▸ **What to work on**: Copy the records below in full, changing no character.

▸ **Available data**:
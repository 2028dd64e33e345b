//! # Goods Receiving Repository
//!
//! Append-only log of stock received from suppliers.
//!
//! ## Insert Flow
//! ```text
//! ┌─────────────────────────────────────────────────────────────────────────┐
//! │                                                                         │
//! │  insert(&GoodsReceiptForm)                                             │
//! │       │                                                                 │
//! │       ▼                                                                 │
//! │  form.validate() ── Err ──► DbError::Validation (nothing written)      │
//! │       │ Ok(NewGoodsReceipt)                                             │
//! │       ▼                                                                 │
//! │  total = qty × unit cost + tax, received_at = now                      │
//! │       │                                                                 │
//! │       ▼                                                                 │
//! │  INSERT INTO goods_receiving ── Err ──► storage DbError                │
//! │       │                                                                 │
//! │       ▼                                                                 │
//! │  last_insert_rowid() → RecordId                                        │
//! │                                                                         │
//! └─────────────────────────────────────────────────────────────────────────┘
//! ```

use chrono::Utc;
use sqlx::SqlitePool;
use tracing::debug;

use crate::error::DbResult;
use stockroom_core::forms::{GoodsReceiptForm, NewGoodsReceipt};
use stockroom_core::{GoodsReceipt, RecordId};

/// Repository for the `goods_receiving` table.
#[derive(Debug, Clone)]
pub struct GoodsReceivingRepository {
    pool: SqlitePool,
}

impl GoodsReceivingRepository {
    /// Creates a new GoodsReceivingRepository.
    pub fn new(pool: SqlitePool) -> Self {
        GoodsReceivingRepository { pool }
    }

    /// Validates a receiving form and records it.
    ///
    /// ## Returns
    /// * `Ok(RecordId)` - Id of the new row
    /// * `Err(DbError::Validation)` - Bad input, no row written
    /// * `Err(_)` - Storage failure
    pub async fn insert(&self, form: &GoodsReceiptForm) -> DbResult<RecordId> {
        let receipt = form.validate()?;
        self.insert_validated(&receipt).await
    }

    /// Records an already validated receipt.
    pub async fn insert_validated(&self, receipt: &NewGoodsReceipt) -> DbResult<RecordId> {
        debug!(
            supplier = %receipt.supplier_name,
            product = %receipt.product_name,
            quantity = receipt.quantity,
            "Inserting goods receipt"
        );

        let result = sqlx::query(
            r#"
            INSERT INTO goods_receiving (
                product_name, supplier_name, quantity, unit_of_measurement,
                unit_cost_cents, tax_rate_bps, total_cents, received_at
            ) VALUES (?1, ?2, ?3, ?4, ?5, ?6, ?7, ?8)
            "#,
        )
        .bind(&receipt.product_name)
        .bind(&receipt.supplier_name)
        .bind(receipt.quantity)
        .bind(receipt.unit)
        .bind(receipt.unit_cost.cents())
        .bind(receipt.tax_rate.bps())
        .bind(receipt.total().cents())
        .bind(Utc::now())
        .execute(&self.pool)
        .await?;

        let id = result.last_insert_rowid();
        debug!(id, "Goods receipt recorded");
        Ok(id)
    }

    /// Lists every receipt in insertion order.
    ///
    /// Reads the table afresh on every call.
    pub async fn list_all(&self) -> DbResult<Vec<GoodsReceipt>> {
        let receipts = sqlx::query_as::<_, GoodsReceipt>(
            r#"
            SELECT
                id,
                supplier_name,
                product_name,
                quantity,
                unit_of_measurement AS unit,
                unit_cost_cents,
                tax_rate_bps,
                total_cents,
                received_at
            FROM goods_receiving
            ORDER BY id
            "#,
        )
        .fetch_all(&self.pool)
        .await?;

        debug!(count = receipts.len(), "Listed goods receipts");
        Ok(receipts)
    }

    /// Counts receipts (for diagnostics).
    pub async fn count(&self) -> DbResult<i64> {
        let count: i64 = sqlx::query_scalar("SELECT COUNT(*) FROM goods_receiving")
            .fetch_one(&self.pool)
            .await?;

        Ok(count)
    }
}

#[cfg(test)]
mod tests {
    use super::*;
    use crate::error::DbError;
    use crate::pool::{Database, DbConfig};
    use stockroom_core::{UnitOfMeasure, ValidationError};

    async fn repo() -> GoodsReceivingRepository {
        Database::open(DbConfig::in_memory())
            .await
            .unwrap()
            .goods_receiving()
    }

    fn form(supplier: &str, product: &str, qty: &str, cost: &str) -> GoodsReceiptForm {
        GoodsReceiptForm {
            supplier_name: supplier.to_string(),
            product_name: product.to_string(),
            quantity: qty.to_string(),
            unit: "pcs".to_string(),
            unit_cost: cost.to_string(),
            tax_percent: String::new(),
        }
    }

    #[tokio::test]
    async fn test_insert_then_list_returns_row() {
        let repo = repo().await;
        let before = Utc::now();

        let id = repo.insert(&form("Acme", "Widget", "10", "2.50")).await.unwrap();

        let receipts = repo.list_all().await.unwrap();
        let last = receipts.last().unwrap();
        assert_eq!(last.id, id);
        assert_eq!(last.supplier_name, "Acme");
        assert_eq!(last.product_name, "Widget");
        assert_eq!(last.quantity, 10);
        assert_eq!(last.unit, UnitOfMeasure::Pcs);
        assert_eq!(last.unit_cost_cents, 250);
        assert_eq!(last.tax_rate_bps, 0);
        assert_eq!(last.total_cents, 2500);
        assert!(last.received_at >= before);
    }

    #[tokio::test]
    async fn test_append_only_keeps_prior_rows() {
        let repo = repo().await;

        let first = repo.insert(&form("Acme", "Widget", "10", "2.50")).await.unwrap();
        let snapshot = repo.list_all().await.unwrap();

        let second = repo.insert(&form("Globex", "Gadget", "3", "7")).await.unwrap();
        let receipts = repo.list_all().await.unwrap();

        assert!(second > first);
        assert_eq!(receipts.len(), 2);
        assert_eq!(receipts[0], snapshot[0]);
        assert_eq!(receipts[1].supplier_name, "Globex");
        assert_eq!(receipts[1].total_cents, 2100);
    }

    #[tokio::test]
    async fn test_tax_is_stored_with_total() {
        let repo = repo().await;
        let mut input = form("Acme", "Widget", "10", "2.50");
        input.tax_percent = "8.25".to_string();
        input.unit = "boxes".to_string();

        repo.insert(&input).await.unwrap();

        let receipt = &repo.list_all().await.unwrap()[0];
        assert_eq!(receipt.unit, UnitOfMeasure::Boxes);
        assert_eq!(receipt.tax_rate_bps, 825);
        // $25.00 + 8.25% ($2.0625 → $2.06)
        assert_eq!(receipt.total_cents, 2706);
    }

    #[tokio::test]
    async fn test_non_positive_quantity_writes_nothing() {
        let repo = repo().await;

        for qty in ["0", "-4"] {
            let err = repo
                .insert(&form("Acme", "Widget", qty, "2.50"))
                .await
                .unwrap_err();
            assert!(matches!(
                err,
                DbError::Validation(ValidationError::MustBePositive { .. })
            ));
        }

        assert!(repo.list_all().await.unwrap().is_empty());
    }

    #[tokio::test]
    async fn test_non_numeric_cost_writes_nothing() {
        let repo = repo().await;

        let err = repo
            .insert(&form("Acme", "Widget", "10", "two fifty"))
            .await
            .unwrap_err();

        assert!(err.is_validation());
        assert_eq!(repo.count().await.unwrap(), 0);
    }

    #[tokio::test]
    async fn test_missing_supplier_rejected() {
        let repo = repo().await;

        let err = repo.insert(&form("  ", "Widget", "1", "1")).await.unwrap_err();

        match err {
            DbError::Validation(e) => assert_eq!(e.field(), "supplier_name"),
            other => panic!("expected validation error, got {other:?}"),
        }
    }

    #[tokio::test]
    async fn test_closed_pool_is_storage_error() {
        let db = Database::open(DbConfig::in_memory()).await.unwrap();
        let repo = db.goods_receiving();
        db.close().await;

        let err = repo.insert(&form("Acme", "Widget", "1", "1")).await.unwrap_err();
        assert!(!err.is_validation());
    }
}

▸ **Reply**:
repository 2028dd64e33e345b
//! # Goods Receiving Repository
//!
//! Append-only log of stock received from suppliers.
//!
//! ## Insert Flow
//! ```text
//! ┌─────────────────────────────────────────────────────────────────────────┐
//! │                                                                         │
//! │  insert(&GoodsReceiptForm)                                             │
//! │       │                                                                 │
//! │       ▼                                                                 │
//! │  form.validate() ── Err ──► DbError::Validation (nothing written)      │
//! │       │ Ok(NewGoodsReceipt)                                             │
//! │       ▼                                                                 │
//! │  total = qty × unit cost + tax, received_at = now                      │
//! │       │                                                                 │
//! │       ▼                                                                 │
//! │  INSERT INTO goods_receiving ── Err ──► storage DbError                │
//! │       │                                                                 │
//! │       ▼                                                                 │
//! │  last_insert_rowid() → RecordId                                        │
//! │                                                                         │
//! └─────────────────────────────────────────────────────────────────────────┘
//! ```

use chrono::Utc;
use sqlx::SqlitePool;
use tracing::debug;

use crate::error::DbResult;
use stockroom_core::forms::{GoodsReceiptForm, NewGoodsReceipt};
use stockroom_core::{GoodsReceipt, RecordId};

/// Repository for the `goods_receiving` table.
#[derive(Debug, Clone)]
pub struct GoodsReceivingRepository {
    pool: SqlitePool,
}

impl GoodsReceivingRepository {
    /// Creates a new GoodsReceivingRepository.
    pub fn new(pool: SqlitePool) -> Self {
        GoodsReceivingRepository { pool }
    }

    /// Validates a receiving form and records it.
    ///
    /// ## Returns
    /// * `Ok(RecordId)` - Id of the new row
    /// * `Err(DbError::Validation)` - Bad input, no row written
    /// * `Err(_)` - Storage failure
    pub async fn insert(&self, form: &GoodsReceiptForm) -> DbResult<RecordId> {
        let receipt = form.validate()?;
        self.insert_validated(&receipt).await
    }

    /// Records an already validated receipt.
    pub async fn insert_validated(&self, receipt: &NewGoodsReceipt) -> DbResult<RecordId> {
        debug!(
            supplier = %receipt.supplier_name,
            product = %receipt.product_name,
            quantity = receipt.quantity,
            "Inserting goods receipt"
        );

        let result = sqlx::query(
            r#"
            INSERT INTO goods_receiving (
                product_name, supplier_name, quantity, unit_of_measurement,
                unit_cost_cents, tax_rate_bps, total_cents, received_at
            ) VALUES (?1, ?2, ?3, ?4, ?5, ?6, ?7, ?8)
            "#,
        )
        .bind(&receipt.product_name)
        .bind(&receipt.supplier_name)
        .bind(receipt.quantity)
        .bind(receipt.unit)
        .bind(receipt.unit_cost.cents())
        .bind(receipt.tax_rate.bps())
        .bind(receipt.total().cents())
        .bind(Utc::now())
        .execute(&self.pool)
        .await?;

        let id = result.last_insert_rowid();
        debug!(id, "Goods receipt recorded");
        Ok(id)
    }

    /// Lists every receipt in insertion order.
    ///
    /// Reads the table afresh on every call.
    pub async fn list_all(&self) -> DbResult<Vec<GoodsReceipt>> {
        let receipts = sqlx::query_as::<_, GoodsReceipt>(
            r#"
            SELECT
                id,
                supplier_name,
                product_name,
                quantity,
                unit_of_measurement AS unit,
                unit_cost_cents,
                tax_rate_bps,
                total_cents,
                received_at
            FROM goods_receiving
            ORDER BY id
            "#,
        )
        .fetch_all(&self.pool)
        .await?;

        debug!(count = receipts.len(), "Listed goods receipts");
        Ok(receipts)
    }

    /// Counts receipts (for diagnostics).
    pub async fn count(&self) -> DbResult<i64> {
        let count: i64 = sqlx::query_scalar("SELECT COUNT(*) FROM goods_receiving")
            .fetch_one(&self.pool)
            .await?;

        Ok(count)
    }
}

#[cfg(test)]
mod tests {
    use super::*;
    use crate::error::DbError;
    use crate::pool::{Database, DbConfig};
    use stockroom_core::{UnitOfMeasure, ValidationError};

    async fn repo() -> GoodsReceivingRepository {
        Database::open(DbConfig::in_memory())
            .await
            .unwrap()
            .goods_receiving()
    }

    fn form(supplier: &str, product: &str, qty: &str, cost: &str) -> GoodsReceiptForm {
        GoodsReceiptForm {
            supplier_name: supplier.to_string(),
            product_name: product.to_string(),
            quantity: qty.to_string(),
            unit: "pcs".to_string(),
            unit_cost: cost.to_string(),
            tax_percent: String::new(),
        }
    }

    #[tokio::test]
    async fn test_insert_then_list_returns_row() {
        let repo = repo().await;
        let before = Utc::now();

        let id = repo.insert(&form("Acme", "Widget", "10", "2.50")).await.unwrap();

        let receipts = repo.list_all().await.unwrap();
        let last = receipts.last().unwrap();
        assert_eq!(last.id, id);
        assert_eq!(last.supplier_name, "Acme");
        assert_eq!(last.product_name, "Widget");
        assert_eq!(last.quantity, 10);
        assert_eq!(last.unit, UnitOfMeasure::Pcs);
        assert_eq!(last.unit_cost_cents, 250);
        assert_eq!(last.tax_rate_bps, 0);
        assert_eq!(last.total_cents, 2500);
        assert!(last.received_at >= before);
    }

    #[tokio::test]
    async fn test_append_only_keeps_prior_rows() {
        let repo = repo().await;

        let first = repo.insert(&form("Acme", "Widget", "10", "2.50")).await.unwrap();
        let snapshot = repo.list_all().await.unwrap();

        let second = repo.insert(&form("Globex", "Gadget", "3", "7")).await.unwrap();
        let receipts = repo.list_all().await.unwrap();

        assert!(second > first);
        assert_eq!(receipts.len(), 2);
        assert_eq!(receipts[0], snapshot[0]);
        assert_eq!(receipts[1].supplier_name, "Globex");
        assert_eq!(receipts[1].total_cents, 2100);
    }

    #[tokio::test]
    async fn test_tax_is_stored_with_total() {
        let repo = repo().await;
        let mut input = form("Acme", "Widget", "10", "2.50");
        input.tax_percent = "8.25".to_string();
        input.unit = "boxes".to_string();

        repo.insert(&input).await.unwrap();

        let receipt = &repo.list_all().await.unwrap()[0];
        assert_eq!(receipt.unit, UnitOfMeasure::Boxes);
        assert_eq!(receipt.tax_rate_bps, 825);
        // $25.00 + 8.25% ($2.0625 → $2.06)
        assert_eq!(receipt.total_cents, 2706);
    }

    #[tokio::test]
    async fn test_non_positive_quantity_writes_nothing() {
        let repo = repo().await;

        for qty in ["0", "-4"] {
            let err = repo
                .insert(&form("Acme", "Widget", qty, "2.50"))
                .await
                .unwrap_err();
            assert!(matches!(
                err,
                DbError::Validation(ValidationError::MustBePositive { .. })
            ));
        }

        assert!(repo.list_all().await.unwrap().is_empty());
    }

    #[tokio::test]
    async fn test_non_numeric_cost_writes_nothing() {
        let repo = repo().await;

        let err = repo
            .insert(&form("Acme", "Widget", "10", "two fifty"))
            .await
            .unwrap_err();

        assert!(err.is_validation());
        assert_eq!(repo.count().await.unwrap(), 0);
    }

    #[tokio::test]
    async fn test_missing_supplier_rejected() {
        let repo = repo().await;

        let err = repo.insert(&form("  ", "Widget", "1", "1")).await.unwrap_err();

        match err {
            DbError::Validation(e) => assert_eq!(e.field(), "supplier_name"),
            other => panic!("expected validation error, got {other:?}"),
        }
    }

    #[tokio::test]
    async fn test_closed_pool_is_storage_error() {
        let db = Database::open(DbConfig::in_memory()).await.unwrap();
        let repo = db.goods_receiving();
        db.close().await;

        let err = repo.insert(&form("Acme", "Widget", "1", "1")).await.unwrap_err();
        assert!(!err.is_validation());
    }
}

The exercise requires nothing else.